Mit den aktuellen Herausforderungen habe sich das LKA frühzeitig anders aufstellen müssen, diese Phase habe bereits mit dem OSZE-Gipfel im Dezember begonnen. Alternativen gebe es nicht: Die Personalgestellung des LKA für die Soko „Schwarzer Block“ sei alternativlos angesichts der schweren Straftaten, die – vielfach auch gegen Polizisten – während des G-20-Gipfels begangen wurden, betont Heise. Straftaten, die die Menschen geschockt hätten und die unverzüglich durchermittelt werden müssten, „und nicht erst in drei Jahren“, sagt er. „Wäre es ausschließlich um Vermummungsdelikte gegangen, benötigten wir keine Soko.“ Nicht weniger hätten die Menschen einen Anspruch darauf, dass versucht werde, schwere Verbrechen wie die aktuelle Tötungsdelikte oder der Barmbeker Terrorakt unverzüglich aufzuklären.

Angesichts der Ereignisse in den letzten Monaten habe das Landeskriminalamt zeitweise nur noch reagieren können: „Wir mussten immer neue Prioritäten setzen“, sagt Heise. Eine leichte Entspannung der Belastungssituation sei jedoch bereits in Sicht: Die bereits vorliegenden Ermittlungsergebnisse ließen absehen, dass die BAO „Barmbek“ in naher Zukunft personell reduziert werden könne.
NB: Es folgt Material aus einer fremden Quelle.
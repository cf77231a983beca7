//! Byte-command protocol for the constellation test instrument
//!
//! Every command is a single opcode optionally followed by payload bytes. The
//! instrument needs a fixed amount of processing time after each command
//! before it accepts the next one, so every write is followed by the settle
//! delay listed in [`Timing`].

use crate::error::{ConstellationError, Result};
use log::{info, trace};
use serialport::SerialPort;
use std::io::{ErrorKind, Read, Write};
use std::thread;
use std::time::Duration;

// Protocol opcodes
const OP_RESET: u8 = 0x00;
const OP_STORE: u8 = 0x01;
const OP_SET_REGISTER: u8 = 0x03;
const OP_READ_POINT: u8 = 0x05;
const OP_TRIGGER: u8 = 0x06;

/// Bytes returned for a single point request (signed I, signed Q)
const POINT_REPLY_SIZE: usize = 2;

/// Default baud rate of the instrument's control port
pub const DEFAULT_BAUD: u32 = 9600;

/// Default read timeout for point replies
pub const DEFAULT_READ_TIMEOUT: Duration = Duration::from_millis(100);

/// Anything the link can talk through: a serial port or an in-memory device
pub trait Transport: Read + Write + Send {}
impl<T: Read + Write + Send> Transport for T {}

/// Link over a real serial port
pub type SerialLink = DeviceLink<Box<dyn SerialPort>>;

/// Serial connection parameters
#[derive(Debug, Clone, PartialEq, Eq)]
pub struct LinkConfig {
    /// Port identifier (e.g. `/dev/ttyUSB0` or `COM2`)
    pub port: String,
    pub baud: u32,
    pub read_timeout: Duration,
}

impl LinkConfig {
    pub fn new(port: impl Into<String>) -> Self {
        Self {
            port: port.into(),
            baud: DEFAULT_BAUD,
            read_timeout: DEFAULT_READ_TIMEOUT,
        }
    }
}

/// Settle delays the instrument requires after each command
#[derive(Debug, Clone, Copy, PartialEq, Eq)]
pub struct Timing {
    pub reset: Duration,
    pub store: Duration,
    pub trigger: Duration,
    pub set_register: Duration,
    /// Wait between a point request and reading its reply
    pub read_settle: Duration,
    /// Extra wait after the whole noise-parameter sequence
    pub noise_settle: Duration,
    /// Wait after the initial power refresh before capture starts
    pub startup_settle: Duration,
}

impl Default for Timing {
    fn default() -> Self {
        Self {
            reset: Duration::from_millis(100),
            store: Duration::from_millis(150),
            trigger: Duration::from_millis(100),
            set_register: Duration::from_millis(100),
            read_settle: Duration::from_millis(8),
            noise_settle: Duration::from_millis(1000),
            startup_settle: Duration::from_millis(1500),
        }
    }
}

impl Timing {
    /// No delays at all, for simulated devices that answer instantly
    pub fn none() -> Self {
        Self {
            reset: Duration::ZERO,
            store: Duration::ZERO,
            trigger: Duration::ZERO,
            set_register: Duration::ZERO,
            read_settle: Duration::ZERO,
            noise_settle: Duration::ZERO,
            startup_settle: Duration::ZERO,
        }
    }
}

/// Result of a single point request
#[derive(Debug, Clone, Copy, PartialEq, Eq)]
pub enum ReadOutcome {
    /// Device answered with a full reply
    Point { i: i8, q: i8 },
    /// Reply missing or incomplete within the read timeout
    Timeout,
}

/// Decode a point reply; both bytes are two's-complement signed values
pub fn decode_point(reply: [u8; POINT_REPLY_SIZE]) -> ReadOutcome {
    ReadOutcome::Point {
        i: i8::from_ne_bytes([reply[0]]),
        q: i8::from_ne_bytes([reply[1]]),
    }
}

/// Command link to the instrument
pub struct DeviceLink<T: Transport> {
    transport: T,
    timing: Timing,
}

impl DeviceLink<Box<dyn SerialPort>> {
    /// Open the serial port with the protocol's default timing
    ///
    /// # Returns
    /// * `Ok(SerialLink)` - Port open and ready for commands
    /// * `Err(ConstellationError::Connection)` - Port missing, busy or misconfigured
    pub fn open(config: &LinkConfig) -> Result<Self> {
        let port = serialport::new(&config.port, config.baud)
            .timeout(config.read_timeout)
            .open()
            .map_err(|source| ConstellationError::Connection {
                port: config.port.clone(),
                source,
            })?;

        info!("Connected to {} at {} baud", config.port, config.baud);
        Ok(Self::new(port, Timing::default()))
    }
}

impl<T: Transport> DeviceLink<T> {
    pub fn new(transport: T, timing: Timing) -> Self {
        Self { transport, timing }
    }

    pub fn timing(&self) -> &Timing {
        &self.timing
    }

    /// Reset the instrument (0x00)
    pub fn reset(&mut self) -> Result<()> {
        self.command(&[OP_RESET], self.timing.reset)
    }

    /// Store the current sample buffer (0x01)
    pub fn store(&mut self) -> Result<()> {
        self.command(&[OP_STORE], self.timing.store)
    }

    /// Trigger a new capture (0x06)
    pub fn trigger(&mut self) -> Result<()> {
        self.command(&[OP_TRIGGER], self.timing.trigger)
    }

    /// Write `value` into register `index` (0x03)
    pub fn set_register(&mut self, index: u8, value: u8) -> Result<()> {
        self.command(&[OP_SET_REGISTER, index, value], self.timing.set_register)
    }

    /// Request the point stored at `addr` (0x05) and read its 2-byte reply
    ///
    /// A read timeout or a reply shorter than two bytes is reported as
    /// `Ok(ReadOutcome::Timeout)`. Any other I/O failure is returned as an error
    /// so the caller can decide between retrying and giving up.
    pub fn read_point(&mut self, addr: u8) -> Result<ReadOutcome> {
        self.send(&[OP_READ_POINT, addr])?;
        settle(self.timing.read_settle);

        let mut reply = [0u8; POINT_REPLY_SIZE];
        let mut filled = 0;
        while filled < reply.len() {
            match self.transport.read(&mut reply[filled..]) {
                Ok(0) => return Ok(ReadOutcome::Timeout),
                Ok(n) => filled += n,
                Err(e) if e.kind() == ErrorKind::Interrupted => continue,
                Err(e) if matches!(e.kind(), ErrorKind::TimedOut | ErrorKind::WouldBlock) => {
                    trace!(
                        "Point 0x{:02X}: {} of {} bytes before timeout",
                        addr,
                        filled,
                        reply.len()
                    );
                    return Ok(ReadOutcome::Timeout);
                }
                Err(e) => return Err(e.into()),
            }
        }

        Ok(decode_point(reply))
    }

    /// Give back the underlying transport, closing nothing
    pub fn into_inner(self) -> T {
        self.transport
    }

    fn send(&mut self, bytes: &[u8]) -> Result<()> {
        self.transport.write_all(bytes)?;
        self.transport.flush()?;
        Ok(())
    }

    fn command(&mut self, bytes: &[u8], delay: Duration) -> Result<()> {
        self.send(bytes)?;
        settle(delay);
        Ok(())
    }
}

fn settle(delay: Duration) {
    if !delay.is_zero() {
        thread::sleep(delay);
    }
}

/// In-memory stand-in for the instrument
#[cfg(test)]
pub(crate) mod testing {
    use std::collections::VecDeque;
    use std::io::{self, Read, Write};
    use std::sync::{Arc, Mutex, MutexGuard};

    #[derive(Default)]
    struct DeviceState {
        commands: Vec<Vec<u8>>,
        partial: Vec<u8>,
        outgoing: VecDeque<u8>,
        scripted: VecDeque<Vec<u8>>,
        silent: bool,
        fail_writes: bool,
    }

    /// Parses written commands and answers point requests with `[addr, -addr]`
    /// unless a scripted reply is queued. Clones share the same device.
    #[derive(Clone, Default)]
    pub struct FakeDevice {
        state: Arc<Mutex<DeviceState>>,
    }

    impl FakeDevice {
        pub fn new() -> Self {
            Self::default()
        }

        fn lock(&self) -> MutexGuard<'_, DeviceState> {
            self.state.lock().unwrap()
        }

        /// Stop answering point requests
        pub fn set_silent(&self, silent: bool) {
            self.lock().silent = silent;
        }

        pub fn set_fail_writes(&self, fail: bool) {
            self.lock().fail_writes = fail;
        }

        /// Answer the next point request with exactly these bytes
        pub fn script_reply(&self, bytes: &[u8]) {
            self.lock().scripted.push_back(bytes.to_vec());
        }

        pub fn commands(&self) -> Vec<Vec<u8>> {
            self.lock().commands.clone()
        }

        /// Addresses of every point request so far, in order
        pub fn read_addresses(&self) -> Vec<u8> {
            self.lock()
                .commands
                .iter()
                .filter(|c| c[0] == 0x05)
                .map(|c| c[1])
                .collect()
        }

        pub fn clear_commands(&self) {
            self.lock().commands.clear();
        }
    }

    impl Write for FakeDevice {
        fn write(&mut self, buf: &[u8]) -> io::Result<usize> {
            let mut state = self.lock();
            if state.fail_writes {
                return Err(io::Error::new(io::ErrorKind::BrokenPipe, "link severed"));
            }

            state.partial.extend_from_slice(buf);
            while let Some(&op) = state.partial.first() {
                let len = match op {
                    0x03 => 3,
                    0x05 => 2,
                    _ => 1,
                };
                if state.partial.len() < len {
                    break;
                }
                let command: Vec<u8> = state.partial.drain(..len).collect();
                if command[0] == 0x05 && !state.silent {
                    let addr = command[1];
                    let reply = state
                        .scripted
                        .pop_front()
                        .unwrap_or_else(|| vec![addr, addr.wrapping_neg()]);
                    state.outgoing.extend(reply);
                }
                state.commands.push(command);
            }
            Ok(buf.len())
        }

        fn flush(&mut self) -> io::Result<()> {
            Ok(())
        }
    }

    impl Read for FakeDevice {
        fn read(&mut self, buf: &mut [u8]) -> io::Result<usize> {
            let mut state = self.lock();
            if state.outgoing.is_empty() {
                return Err(io::Error::new(io::ErrorKind::TimedOut, "no reply"));
            }
            let n = buf.len().min(state.outgoing.len());
            for (slot, byte) in buf.iter_mut().zip(state.outgoing.drain(..n)) {
                *slot = byte;
            }
            Ok(n)
        }
    }
}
Hinzu komme die Hoffnung, dass die Soko „Schwarzer Block“ die entscheidenden Verfahren schnell durchermitteln und sich dort bereits Anfang nächsten Jahres eine Entlastung einstellen werde. Und nicht zuletzt würden viele Kollegen in den kommenden zwei bis drei Wochen aus dem Urlaub zurückkommen.